WORK INSTRUCTIONS
Pick out every line of the entries below where "names" occurs, and copy those lines.

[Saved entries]
----------------------------------------

//! `$select` projection.

use crate::{
    error::Result,
    schema::NAVIGATION_PREFIX,
    validate::{check_name, ID_FIELD, METADATA_FIELD, PUBLISHED_FIELD, UPDATED_FIELD},
    Error,
};
use std::collections::BTreeSet;

const OPTION: &str = "$select";

/// Which fields of a record to return.
#[derive(Debug, Clone, PartialEq, Eq, Default)]
pub enum Select {
    #[default]
    All,
    Fields(BTreeSet<String>),
}

impl Select {
    pub fn parse(source: &str) -> Result<Self> {
        let mut names = BTreeSet::new();
        for item in source.split(',').map(str::trim) {
            if item.is_empty() {
                return Err(Error::syntax(OPTION, "empty item"));
            }
            if item == "*" {
                return Ok(Select::All);
            }
            check_item(item)?;
            names.insert(item.to_string());
        }
        Ok(Select::Fields(names))
    }

    /// Whether a top-level key survives the projection.
    pub fn includes(&self, key: &str) -> bool {
        match self {
            Select::All => true,
            Select::Fields(names) => key == ID_FIELD || key == METADATA_FIELD || names.contains(key),
        }
    }

    pub fn apply(
        &self,
        mut body: serde_json::Map<String, serde_json::Value>,
    ) -> serde_json::Map<String, serde_json::Value> {
        if !matches!(self, Select::All) {
            body.retain(|key, _| self.includes(key));
        }
        body
    }
}

/// A system field, a property name or a `_Target` navigation name.
fn check_item(item: &str) -> Result<()> {
    if [ID_FIELD, PUBLISHED_FIELD, UPDATED_FIELD, METADATA_FIELD].contains(&item) {
        return Ok(());
    }
    let name = item.strip_prefix(NAVIGATION_PREFIX).unwrap_or(item);
    check_name("property", name, usize::MAX)
        .map_err(|_| Error::syntax(OPTION, format!("'{}' is not a property name", item)))
}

----------------------------------------

YOUR RESPONSE
        let mut names = BTreeSet::new();
            names.insert(item.to_string());
        Ok(Select::Fields(names))
            Select::Fields(names) => key == ID_FIELD || key == METADATA_FIELD || names.contains(key),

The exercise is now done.